┌─ Extracted records

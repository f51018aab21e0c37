//! Bearer-token integration API for external systems (CAD feeds,
//! pagers, dashboards).

use axum::{
    extract::{Path, State},
    http::{HeaderMap, HeaderValue, StatusCode},
    response::{IntoResponse, Response},
    Json,
};
use serde::Deserialize;
use serde_json::json;

use crate::app::AppState;
use crate::auth::rate::RateDecision;
use crate::error::{ApiError, X_RATELIMIT_LIMIT, X_RATELIMIT_REMAINING, X_RATELIMIT_RESET};
use crate::models::api_token::Permission;
use crate::models::now_unix;
use crate::web::handlers::attendance::MarkRequest;

#[derive(Deserialize)]
pub struct CreateMusterRequest {
    pub icad_number: String,
}

pub async fn create_muster(
    State(state): State<AppState>,
    Path(slug): Path<String>,
    headers: HeaderMap,
    Json(req): Json<CreateMusterRequest>,
) -> Result<Response, ApiError> {
    let brigade = super::load_brigade(&state, &slug).await?;
    let (_, decision) = state
        .tokens
        .authorize(
            &headers,
            &brigade,
            Permission::MustersCreate,
            &format!("/api/{slug}/musters"),
            "POST",
            now_unix(),
        )
        .await?;

    let (callout, created) =
        super::callouts::create_for_brigade(&state, &brigade, &req.icad_number).await?;
    let status = if created {
        StatusCode::CREATED
    } else {
        StatusCode::OK
    };
    Ok(with_rate_headers(
        decision,
        (status, Json(callout)).into_response(),
    ))
}

pub async fn list_musters(
    State(state): State<AppState>,
    Path(slug): Path<String>,
    headers: HeaderMap,
) -> Result<Response, ApiError> {
    let brigade = super::load_brigade(&state, &slug).await?;
    let (_, decision) = state
        .tokens
        .authorize(
            &headers,
            &brigade,
            Permission::MustersRead,
            &format!("/api/{slug}/musters"),
            "GET",
            now_unix(),
        )
        .await?;

    let callouts = state.repo.list_callouts(&brigade.id, 100).await.map_err(|e| {
        tracing::error!(error = ?e, "failed to list callouts");
        ApiError::Internal
    })?;
    Ok(with_rate_headers(
        decision,
        Json(json!({ "items": callouts })).into_response(),
    ))
}

pub async fn get_attendance(
    State(state): State<AppState>,
    Path((slug, callout_id)): Path<(String, String)>,
    headers: HeaderMap,
) -> Result<Response, ApiError> {
    let brigade = super::load_brigade(&state, &slug).await?;
    let (_, decision) = state
        .tokens
        .authorize(
            &headers,
            &brigade,
            Permission::AttendanceRead,
            &format!("/api/{slug}/musters/{callout_id}/attendance"),
            "GET",
            now_unix(),
        )
        .await?;

    let callout = super::callouts::owned_callout(&state, &brigade, &callout_id).await?;
    let attendance = state.repo.list_attendance(&callout.id).await.map_err(|e| {
        tracing::error!(error = ?e, "failed to load attendance");
        ApiError::Internal
    })?;
    Ok(with_rate_headers(
        decision,
        Json(json!({ "items": attendance })).into_response(),
    ))
}

pub async fn create_attendance(
    State(state): State<AppState>,
    Path((slug, callout_id)): Path<(String, String)>,
    headers: HeaderMap,
    Json(req): Json<MarkRequest>,
) -> Result<Response, ApiError> {
    let brigade = super::load_brigade(&state, &slug).await?;
    let (_, decision) = state
        .tokens
        .authorize(
            &headers,
            &brigade,
            Permission::AttendanceCreate,
            &format!("/api/{slug}/musters/{callout_id}/attendance"),
            "POST",
            now_unix(),
        )
        .await?;

    let callout = super::callouts::owned_callout(&state, &brigade, &callout_id).await?;
    if callout.is_locked() {
        return Err(ApiError::Conflict("callout is locked".to_string()));
    }
    let change = super::attendance::apply_mark(&state, &brigade, &callout, req).await?;
    Ok(with_rate_headers(
        decision,
        Json(json!({ "change": change.as_str() })).into_response(),
    ))
}

/// Attach the rate-limit headers every authorized response carries.
fn with_rate_headers(decision: RateDecision, mut response: Response) -> Response {
    let headers = response.headers_mut();
    headers.insert(X_RATELIMIT_LIMIT, HeaderValue::from(decision.limit));
    headers.insert(X_RATELIMIT_REMAINING, HeaderValue::from(decision.remaining));
    headers.insert(X_RATELIMIT_RESET, HeaderValue::from(decision.reset));
    response
}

└─

The problem: Search the data above for lines holding "CreateMusterRequest" and copy each of them.

Reply to the exercise:
pub struct CreateMusterRequest {
    Json(req): Json<CreateMusterRequest>,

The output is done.